[Collected data]
^^^^^^^^^^^^^^^^

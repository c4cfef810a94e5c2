//! Route Guard - render-time gate for protected destinations
//!
//! Turns an [`AccessDecision`] into what the navigation layer must do:
//! render the page or redirect somewhere else. A denied destination never
//! renders partial content.
//!
//! Example:
//! ```ignore
//! let guard = RouteGuard::new(evaluator, RoutesConfig::default());
//! match guard.instruction(cache.session(), "/admin/users?page=2") {
//!     GuardOutcome::Render => render_page(),
//!     GuardOutcome::Redirect { to, .. } => navigate(&to),
//! }
//! ```

use crate::config::RoutesConfig;
use crate::patterns::canonical_path;
use crate::rbac::{AccessDecision, AccessEvaluator, Session};
use bytes::Bytes;
use http_body_util::Full;
use ::http::{header, Response, StatusCode};

type Resp = Response<Full<Bytes>>;

/// What the navigation layer should do with the current navigation
#[derive(Debug, Clone, PartialEq, Eq)]
pub enum GuardOutcome {
    /// Render the requested destination
    Render,
    /// Navigate elsewhere instead
    Redirect {
        to: String,
        /// Decision that caused the redirect
        decision: AccessDecision,
    },
}

impl GuardOutcome {
    pub fn is_render(&self) -> bool {
        matches!(self, GuardOutcome::Render)
    }

    /// Redirect target, if any
    pub fn location(&self) -> Option<&str> {
        match self {
            GuardOutcome::Render => None,
            GuardOutcome::Redirect { to, .. } => Some(to),
        }
    }

    /// `302 Found` for a redirect, `None` when the page should render
    ///
    /// For hosts that prerender or serve the client shell server-side. The
    /// target is escaped in the HTML fallback body.
    pub fn into_response(self) -> Result<Option<Resp>, ::http::Error> {
        let GuardOutcome::Redirect { to, .. } = self else {
            return Ok(None);
        };

        let response = Response::builder()
            .status(StatusCode::FOUND)
            .header(header::LOCATION, to.as_str())
            .header(header::CONTENT_TYPE, "text/html")
            .header(header::CACHE_CONTROL, "no-store")
            .body(Full::new(Bytes::from(format!(
                r#"<!DOCTYPE html>
<html><head><meta http-equiv="refresh" content="0;url={}"></head>
<body><p>Redirecting...</p></body></html>"#,
                escape_html(&to)
            ))))?;
        Ok(Some(response))
    }
}

/// Gate consulted on every navigation
#[derive(Debug, Clone)]
pub struct RouteGuard {
    evaluator: AccessEvaluator,
    routes: RoutesConfig,
}

impl RouteGuard {
    pub fn new(evaluator: AccessEvaluator, routes: RoutesConfig) -> Self {
        Self { evaluator, routes }
    }

    pub fn evaluator(&self) -> &AccessEvaluator {
        &self.evaluator
    }

    pub fn routes(&self) -> &RoutesConfig {
        &self.routes
    }

    /// Raw decision for `destination`
    pub fn decide(&self, session: &Session, destination: &str) -> AccessDecision {
        self.evaluator.evaluate(session, destination)
    }

    /// Render instruction for `destination`
    ///
    /// The login redirect carries the full requested destination (query
    /// string included) so the user lands back on it after signing in.
    pub fn instruction(&self, session: &Session, destination: &str) -> GuardOutcome {
        let decision = self.decide(session, destination);
        let to = match &decision {
            AccessDecision::Allow => return GuardOutcome::Render,
            AccessDecision::DenyRedirectLogin => self.login_redirect(destination),
            AccessDecision::DenyRedirectFallback(fallback) => fallback.clone(),
            AccessDecision::DenyRedirectHome => self.routes.home_path.clone(),
        };

        log::debug!("Route guard: {} -> {} redirected to {}", session.label(), destination, to);
        GuardOutcome::Redirect { to, decision }
    }

    /// Login URL remembering where the user was going
    pub fn login_redirect(&self, requested: &str) -> String {
        let separator = if self.routes.login_path.contains('?') { '&' } else { '?' };
        format!(
            "{}{}{}={}",
            self.routes.login_path,
            separator,
            self.routes.return_param,
            urlencoding::encode(requested)
        )
    }

    /// Destination to go to after a successful login
    ///
    /// `query` is the login page's query string (with or without the leading
    /// `?`). Only same-site absolute paths are honoured; anything else,
    /// including a return to the login page itself, goes home.
    pub fn return_to(&self, query: &str) -> String {
        let query = query.strip_prefix('?').unwrap_or(query);

        let requested = query
            .split('&')
            .filter_map(|pair| pair.split_once('='))
            .find(|(key, _)| *key == self.routes.return_param)
            .and_then(|(_, value)| urlencoding::decode(value).ok())
            .map(|value| value.into_owned());

        match requested {
            Some(path) if is_same_site(&path) && !self.is_login(&path) => path,
            Some(path) => {
                log::warn!("Ignoring unsafe return destination {:?}", path);
                self.routes.home_path.clone()
            }
            None => self.routes.home_path.clone(),
        }
    }

    fn is_login(&self, path: &str) -> bool {
        canonical_path(path) == canonical_path(&self.routes.login_path)
    }
}

/// Browsers drop tab, CR and LF from URLs, so "/\t/evil" would become
/// "//evil". Any control character or whitespace disqualifies the path.
fn is_same_site(path: &str) -> bool {
    path.starts_with('/')
        && !path.starts_with("//")
        && !path.starts_with("/\\")
        && !path.chars().any(|c| c.is_control() || c.is_whitespace())
}

fn escape_html(raw: &str) -> String {
    let mut escaped = String::with_capacity(raw.len());
    for c in raw.chars() {
        match c {
            '&' => escaped.push_str("&amp;"),
            '<' => escaped.push_str("&lt;"),
            '>' => escaped.push_str("&gt;"),
            '"' => escaped.push_str("&quot;"),
            '\'' => escaped.push_str("&#x27;"),
            _ => escaped.push(c),
        }
    }
    escaped
}

#[cfg(test)]
mod tests {
    use super::*;
    use crate::rbac::{AccessPolicy, NormalizedRole};
    use std::sync::Arc;

    fn guard() -> RouteGuard {
        let evaluator = AccessEvaluator::new(Arc::new(AccessPolicy::library().unwrap()));
        RouteGuard::new(evaluator, RoutesConfig::default())
    }

    #[test]
    fn test_allowed_destination_renders() {
        let session = Session::authenticated(NormalizedRole::Admin);
        assert_eq!(guard().instruction(&session, "/admin/users"), GuardOutcome::Render);
        assert_eq!(guard().instruction(&Session::Unauthenticated, "/books"), GuardOutcome::Render);
    }

    #[test]
    fn test_unauthenticated_goes_to_login_with_return_path() {
        let outcome = guard().instruction(&Session::Unauthenticated, "/admin/books?page=2");
        assert_eq!(
            outcome,
            GuardOutcome::Redirect {
                to: "/login?redirect=%2Fadmin%2Fbooks%3Fpage%3D2".to_string(),
                decision: AccessDecision::DenyRedirectLogin,
            }
        );
    }

    #[test]
    fn test_denied_role_goes_to_fallback() {
        let session = Session::authenticated(NormalizedRole::Teacher);
        let outcome = guard().instruction(&session, "/admin/reviews");
        assert_eq!(outcome.location(), Some("/admin/books"));
    }

    #[test]
    fn test_denied_role_without_fallback_goes_home() {
        let session = Session::authenticated(NormalizedRole::Moderator);
        let outcome = guard().instruction(&session, "/admin/users");
        assert_eq!(
            outcome,
            GuardOutcome::Redirect { to: "/".to_string(), decision: AccessDecision::DenyRedirectHome }
        );
    }

    #[test]
    fn test_custom_routes() {
        let evaluator = AccessEvaluator::new(Arc::new(AccessPolicy::library().unwrap()));
        let routes = RoutesConfig {
            login_path: "/auth?mode=signin".to_string(),
            home_path: "/catalog".to_string(),
            return_param: "next".to_string(),
        };
        let guard = RouteGuard::new(evaluator, routes);

        assert_eq!(
            guard.instruction(&Session::Unauthenticated, "/profile").location(),
            Some("/auth?mode=signin&next=%2Fprofile")
        );
        assert_eq!(
            guard.instruction(&Session::authenticated(NormalizedRole::Student), "/admin").location(),
            Some("/catalog")
        );
    }

    #[test]
    fn test_return_to_round_trip() {
        let guard = guard();
        let login = guard.login_redirect("/admin/books?page=2");
        let query = login.split_once('?').map(|(_, q)| q).unwrap();
        assert_eq!(guard.return_to(query), "/admin/books?page=2");
    }

    #[test]
    fn test_return_to_rejects_open_redirects() {
        let guard = guard();
        assert_eq!(guard.return_to("?redirect=https%3A%2F%2Fevil.example"), "/");
        assert_eq!(guard.return_to("redirect=%2F%2Fevil.example"), "/");
        assert_eq!(guard.return_to("redirect=%2F%5Cevil.example"), "/");
        assert_eq!(guard.return_to("redirect=%2Flogin"), "/");
        assert_eq!(guard.return_to(""), "/");
        assert_eq!(guard.return_to("other=1"), "/");
    }

    #[test]
    fn test_return_to_rejects_control_characters() {
        let guard = guard();
        assert_eq!(guard.return_to("redirect=%2F%09%2Fevil.example"), "/");
        assert_eq!(guard.return_to("redirect=%2F%0A%2Fevil.example"), "/");
        assert_eq!(guard.return_to("redirect=%2F%0D%2Fevil.example"), "/");
        assert_eq!(guard.return_to("redirect=%2Fbooks%20new"), "/");
        assert_eq!(guard.return_to("redirect=%2Fbooks%2F12"), "/books/12");
    }

    #[test]
    fn test_redirect_response() {
        let session = Session::authenticated(NormalizedRole::Moderator);
        let response = guard().instruction(&session, "/admin").into_response().unwrap().unwrap();
        assert_eq!(response.status(), StatusCode::FOUND);
        assert_eq!(response.headers().get(header::LOCATION).unwrap(), "/");

        assert!(GuardOutcome::Render.into_response().unwrap().is_none());
    }

    #[test]
    fn test_redirect_body_is_escaped() {
        assert_eq!(escape_html("/catalog?q=\"><script>"), "/catalog?q=&quot;&gt;&lt;script&gt;");
        assert_eq!(escape_html("/books?a=1&b='2'"), "/books?a=1&amp;b=&#x27;2&#x27;");

        let outcome = GuardOutcome::Redirect {
            to: "/catalog?q=<x>".to_string(),
            decision: AccessDecision::DenyRedirectHome,
        };
        let response = outcome.into_response().unwrap().unwrap();
        assert_eq!(response.headers().get(header::LOCATION).unwrap(), "/catalog?q=<x>");
    }
}
//! Normalized-role cache
//!
//! Written once per session-change event, read on every navigation.

use super::events::SessionEvent;
use crate::rbac::Session;
use chrono::{DateTime, Utc};
use serde_json::Value;

/// Holds the raw user record and the session derived from it
#[derive(Debug, Clone, Default)]
pub struct SessionCache {
    record: Option<Value>,
    session: Session,
    updated_at: Option<DateTime<Utc>>,
    /// Number of events that changed the cached record
    revision: u64,
}

impl SessionCache {
    /// Start unauthenticated
    pub fn new() -> Self {
        Self::default()
    }

    /// Current session snapshot
    pub fn session(&self) -> &Session {
        &self.session
    }

    /// Raw user record as last received
    pub fn record(&self) -> Option<&Value> {
        self.record.as_ref()
    }

    pub fn updated_at(&self) -> Option<DateTime<Utc>> {
        self.updated_at
    }

    pub fn revision(&self) -> u64 {
        self.revision
    }

    /// Apply one event and return the resulting session
    pub fn apply(&mut self, event: SessionEvent) -> &Session {
        let name = event.name();
        match event {
            SessionEvent::LoggedIn { user } => self.store(Some(user), name),
            SessionEvent::LoggedOut => self.store(None, name),
            SessionEvent::Restored { user } => self.store(user, name),
            SessionEvent::ProfileRefreshed { user } => {
                if self.session.is_authenticated() {
                    self.store(Some(user), name);
                } else {
                    log::warn!("Ignoring profile refresh while signed out");
                }
            }
        }
        &self.session
    }

    fn store(&mut self, record: Option<Value>, cause: &str) {
        let session = record.as_ref().map(Session::from_raw).unwrap_or_default();

        if session.role() != self.session.role() {
            log::info!(
                "Session role changed on {}: {} -> {}",
                cause,
                self.session.label(),
                session.label()
            );
        }

        self.record = record;
        self.session = session;
        self.updated_at = Some(Utc::now());
        self.revision += 1;
    }
}
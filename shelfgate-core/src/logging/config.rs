//! Logging configuration structures for declarative setup

use crate::logging::{LogFormat, LogOutput};
use std::collections::BTreeMap;

/// Logger configuration, set once at startup
#[derive(Clone, Debug, PartialEq)]
pub struct LoggingConfig {
    /// Minimum log level to capture
    pub level: LogLevel,
    /// Where log lines go
    pub output: LogOutput,
    pub format: LogFormat,
    /// Context fields added to every log entry
    pub context_fields: BTreeMap<String, String>,
}

impl Default for LoggingConfig {
    fn default() -> Self {
        Self {
            level: LogLevel::Info,
            output: LogOutput::Stderr,
            format: LogFormat::Human,
            context_fields: BTreeMap::new(),
        }
    }
}

/// Log levels in order of severity (compatible with standard log crate)
#[derive(Clone, Copy, Debug, PartialEq, Eq, PartialOrd, Ord)]
pub enum LogLevel {
    Error,
    Warn,
    Info,
    Debug,
    Trace,
}

impl From<log::Level> for LogLevel {
    fn from(level: log::Level) -> Self {
        match level {
            log::Level::Error => LogLevel::Error,
            log::Level::Warn => LogLevel::Warn,
            log::Level::Info => LogLevel::Info,
            log::Level::Debug => LogLevel::Debug,
            log::Level::Trace => LogLevel::Trace,
        }
    }
}

impl From<LogLevel> for log::LevelFilter {
    fn from(level: LogLevel) -> Self {
        match level {
            LogLevel::Error => log::LevelFilter::Error,
            LogLevel::Warn => log::LevelFilter::Warn,
            LogLevel::Info => log::LevelFilter::Info,
            LogLevel::Debug => log::LevelFilter::Debug,
            LogLevel::Trace => log::LevelFilter::Trace,
        }
    }
}

impl LoggingConfig {
    /// JSON lines on stdout at info level
    pub fn production() -> Self {
        Self {
            level: LogLevel::Info,
            output: LogOutput::Stdout,
            format: LogFormat::Json,
            context_fields: BTreeMap::new(),
        }
    }

    /// Human-readable lines on stderr at debug level
    pub fn development() -> Self {
        Self {
            level: LogLevel::Debug,
            output: LogOutput::Stderr,
            format: LogFormat::Human,
            context_fields: BTreeMap::new(),
        }
    }

    /// Add a context field that appears in every log entry
    pub fn with_context_field(mut self, key: &str, value: &str) -> Self {
        self.context_fields.insert(key.to_string(), value.to_string());
        self
    }

    pub fn with_level(mut self, level: LogLevel) -> Self {
        self.level = level;
        self
    }

    pub fn with_format(mut self, format: LogFormat) -> Self {
        self.format = format;
        self
    }

    pub fn with_output(mut self, output: LogOutput) -> Self {
        self.output = output;
        self
    }
}

#[cfg(test)]
mod tests {
    use super::*;

    #[test]
    fn test_production_config() {
        let config = LoggingConfig::production();
        assert_eq!(config.level, LogLevel::Info);
        assert_eq!(config.format, LogFormat::Json);
        assert_eq!(config.output, LogOutput::Stdout);
    }

    #[test]
    fn test_development_config() {
        let config = LoggingConfig::development();
        assert_eq!(config.level, LogLevel::Debug);
        assert_eq!(config.format, LogFormat::Human);
    }

    #[test]
    fn test_builder_pattern() {
        let config = LoggingConfig::production()
            .with_context_field("service", "shelfgate")
            .with_level(LogLevel::Warn);

        assert_eq!(config.level, LogLevel::Warn);
        assert_eq!(config.context_fields.get("service"), Some(&"shelfgate".to_string()));
    }

    #[test]
    fn test_level_ordering() {
        assert!(LogLevel::Error < LogLevel::Warn);
        assert!(LogLevel::Debug < LogLevel::Trace);
        assert_eq!(log::LevelFilter::from(LogLevel::Debug), log::LevelFilter::Debug);
    }
}
//! Pure interfaces for prompting without external dependencies
//!
//! This module defines abstract interfaces for the prompt primitives the
//! wizard consumes. They are independent of any specific UI library
//! implementation.

use crate::error::Result;

/// Per-submission validator for text input. Returns the message to display
/// when the submitted value is rejected.
pub type TextValidator = fn(&str) -> std::result::Result<(), String>;

/// Configuration for text input prompts
#[derive(Debug, Clone)]
pub struct TextPromptConfig {
    pub prompt: String,
    pub default: Option<String>,
    pub placeholder: Option<String>,
    pub hint: Option<String>,
    pub allow_empty: bool,
    pub validate: Option<TextValidator>,
}

impl TextPromptConfig {
    pub fn new(prompt: impl Into<String>) -> Self {
        Self {
            prompt: prompt.into(),
            default: None,
            placeholder: None,
            hint: None,
            allow_empty: false,
            validate: None,
        }
    }
}

/// Configuration for single choice selection
#[derive(Debug, Clone)]
pub struct SingleChoiceConfig {
    pub prompt: String,
    pub choices: Vec<String>,
    pub default_index: Option<usize>,
}

/// Configuration for multiple choice selection
#[derive(Debug, Clone)]
pub struct MultipleChoiceConfig {
    pub prompt: String,
    pub choices: Vec<String>,
    pub defaults: Vec<bool>,
}

/// Configuration for boolean confirmation
#[derive(Debug, Clone)]
pub struct ConfirmationConfig {
    pub prompt: String,
    pub default: bool,
    pub hint: Option<String>,
}

/// Abstract interface for text input prompts
pub trait TextPrompter {
    fn prompt_text(&self, config: &TextPromptConfig) -> Result<String>;
}

/// Abstract interface for single choice selection
pub trait SingleChoicePrompter {
    fn prompt_single_choice(&self, config: &SingleChoiceConfig) -> Result<usize>;
}

/// Abstract interface for multiple choice selection
pub trait MultipleChoicePrompter {
    fn prompt_multiple_choice(&self, config: &MultipleChoiceConfig)
        -> Result<Vec<usize>>;
}

/// Abstract interface for boolean confirmation
pub trait ConfirmationPrompter {
    fn prompt_confirmation(&self, config: &ConfirmationConfig) -> Result<bool>;
}

/// Abstract interface for informational displays with no captured input
pub trait InfoDisplay {
    fn show_info(&self, message: &str) -> Result<()>;
}

/// Combined interface that provides all prompt types
pub trait PromptProvider:
    TextPrompter
    + SingleChoicePrompter
    + MultipleChoicePrompter
    + ConfirmationPrompter
    + InfoDisplay
{
}

// Blanket implementation for any type that implements all prompt interfaces
impl<T> PromptProvider for T where
    T: TextPrompter
        + SingleChoicePrompter
        + MultipleChoicePrompter
        + ConfirmationPrompter
        + InfoDisplay
{
}
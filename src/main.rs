use spinup::{
    cli::{get_args, get_log_level_from_verbose, run},
    error::default_error_handler,
};

fn main() {
    let args = get_args();

    let level = get_log_level_from_verbose(args.verbose);
    env_logger::Builder::new().filter_level(level).init();

    if let Err(err) = run(args) {
        default_error_handler(err);
    }
}
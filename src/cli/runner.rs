use crate::{
    cli::Args,
    config::WizardConfig,
    error::Result,
    ioutils::write_answer_record,
    prompt::get_prompt_provider,
    wizard::Wizard,
};

/// Main CLI runner that orchestrates the whole questionnaire workflow
pub struct Runner {
    args: Args,
}

impl Runner {
    pub fn new(args: Args) -> Self {
        Self { args }
    }

    /// Executes the complete workflow: load the environment configuration,
    /// run the questionnaire, persist the record.
    pub fn run(self) -> Result<()> {
        let config = WizardConfig::load(&self.args.config)?;

        let provider = get_prompt_provider();
        let answers = Wizard::new(&config, &provider).run()?;

        write_answer_record(&self.args.output, &answers)?;

        println!("Configuration saved to {}.", self.args.output.display());
        Ok(())
    }
}

/// Main entry point for CLI execution
pub fn run(args: Args) -> Result<()> {
    let runner = Runner::new(args);
    runner.run()
}
//! Interactive prompt utilities for user input
//!
//! This module provides a modular approach to handling the prompt
//! primitives the wizard consumes: text input, choices, confirmations, and
//! informational displays.
//!
//! The module is structured in layers:
//! - `interface`: Pure abstract interfaces independent of any UI library
//! - `dialoguer`: Concrete implementation using the dialoguer library
//! - `scripted`: Predefined-response implementation for automation and tests

use crate::prompt::dialoguer::DialoguerPrompter;

pub mod dialoguer;
pub mod interface;
pub mod scripted;

// Re-export the interfaces for easy access
pub use interface::*;

/// Convenience function to create the default prompt provider
pub fn get_prompt_provider() -> impl PromptProvider {
    DialoguerPrompter::new()
}
//! Input validators and answer normalization
//!
//! Validators are named, pure functions so the prompt layer can wire them
//! into whatever re-prompt mechanism it uses.

use crate::constants::MAX_SERVER_CONTACT_LENGTH;
use indexmap::IndexSet;
use regex::Regex;
use std::sync::OnceLock;

/// Email syntax check. Length limits are enforced separately by
/// [`validate_server_contact`].
pub fn is_valid_email(value: &str) -> bool {
    static EMAIL_REGEX: OnceLock<Regex> = OnceLock::new();
    let regex = EMAIL_REGEX.get_or_init(|| {
        Regex::new(
            r"^[A-Za-z0-9.!#$%&'*+/=?^_`{|}~-]+@[A-Za-z0-9](?:[A-Za-z0-9-]{0,61}[A-Za-z0-9])?(?:\.[A-Za-z0-9](?:[A-Za-z0-9-]{0,61}[A-Za-z0-9])?)+$",
        )
        .expect("email pattern compiles")
    });
    regex.is_match(value)
}

/// Validator for the server contact prompt: standard email syntax, at most
/// 255 characters. Returns the message to display on failure.
pub fn validate_server_contact(value: &str) -> Result<(), String> {
    if !is_valid_email(value) {
        return Err("Please enter a valid email address.".to_string());
    }
    if value.len() > MAX_SERVER_CONTACT_LENGTH {
        return Err(format!(
            "The email must not exceed {MAX_SERVER_CONTACT_LENGTH} characters."
        ));
    }
    Ok(())
}

/// Split a comma-separated extension list into a normalized set: tokens are
/// trimmed, empties dropped, duplicates collapsed with first-seen order kept.
pub fn parse_extension_list(input: &str) -> Vec<String> {
    input
        .split(',')
        .map(str::trim)
        .filter(|token| !token.is_empty())
        .map(str::to_string)
        .collect::<IndexSet<String>>()
        .into_iter()
        .collect()
}

#[cfg(test)]
mod tests {
    use super::*;

    #[test]
    fn rejects_plain_text_as_email() {
        assert!(!is_valid_email("not-an-email"));
        assert!(validate_server_contact("not-an-email").is_err());
    }

    #[test]
    fn accepts_minimal_valid_email() {
        assert!(is_valid_email("a@b.com"));
        assert!(validate_server_contact("a@b.com").is_ok());
    }

    #[test]
    fn rejects_email_with_oversized_local_part() {
        let address = format!("{}@example.com", "a".repeat(256));
        assert!(validate_server_contact(&address).is_err());
    }

    #[test]
    fn accepts_email_of_exactly_255_characters() {
        // 243 + 1 + 11 = 255
        let address = format!("{}@example.com", "a".repeat(243));
        assert_eq!(address.len(), 255);
        assert!(validate_server_contact(&address).is_ok());
    }

    #[test]
    fn rejects_email_of_256_characters() {
        let address = format!("{}@example.com", "a".repeat(244));
        assert_eq!(address.len(), 256);
        assert!(validate_server_contact(&address).is_err());
    }

    #[test]
    fn rejects_email_without_domain_dot() {
        assert!(!is_valid_email("admin@localhost"));
    }

    #[test]
    fn parses_comma_separated_extensions() {
        assert_eq!(
            parse_extension_list("gd, imagick ,intl"),
            vec!["gd", "imagick", "intl"]
        );
    }

    #[test]
    fn empty_input_yields_no_extensions() {
        assert!(parse_extension_list("").is_empty());
    }

    #[test]
    fn blank_tokens_are_dropped() {
        assert!(parse_extension_list(" , ,").is_empty());
        assert_eq!(parse_extension_list(",gd,,intl,"), vec!["gd", "intl"]);
    }

    #[test]
    fn duplicate_extensions_collapse_keeping_first_seen_order() {
        assert_eq!(
            parse_extension_list("intl,gd,intl,imagick,gd"),
            vec!["intl", "gd", "imagick"]
        );
    }
}
//! Environment configuration loading
//!
//! One JSON resource, read once before any prompting. It carries the
//! option lists that vary per deployment, currently the Docker networks a
//! pre-existing reverse proxy can attach services to.

use crate::error::{Error, Result};
use serde::Deserialize;
use std::path::Path;

/// Environment-specific option lists consumed by the wizard.
#[derive(Debug, Default, Deserialize)]
pub struct WizardConfig {
    /// Networks offered when the user already runs a reverse proxy
    #[serde(default)]
    pub docker_networks: Vec<String>,
}

impl WizardConfig {
    /// Load the configuration file. Missing or malformed content is fatal:
    /// the wizard must not start prompting without it.
    pub fn load<P: AsRef<Path>>(path: P) -> Result<Self> {
        let path = path.as_ref();
        if !path.exists() {
            return Err(Error::ConfigNotFound { path: path.display().to_string() });
        }

        let content = std::fs::read_to_string(path)?;
        let config: WizardConfig = serde_json::from_str(&content)?;

        log::debug!(
            "Loaded configuration from '{}' ({} networks)",
            path.display(),
            config.docker_networks.len()
        );
        Ok(config)
    }
}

^^^^^^^^^^^^^^^^

*Task goal*. If a line in the records above contains "revision", copy that line.

*The completed task*.
    revision: u64,
    pub fn revision(&self) -> u64 {
        self.revision
        self.revision += 1;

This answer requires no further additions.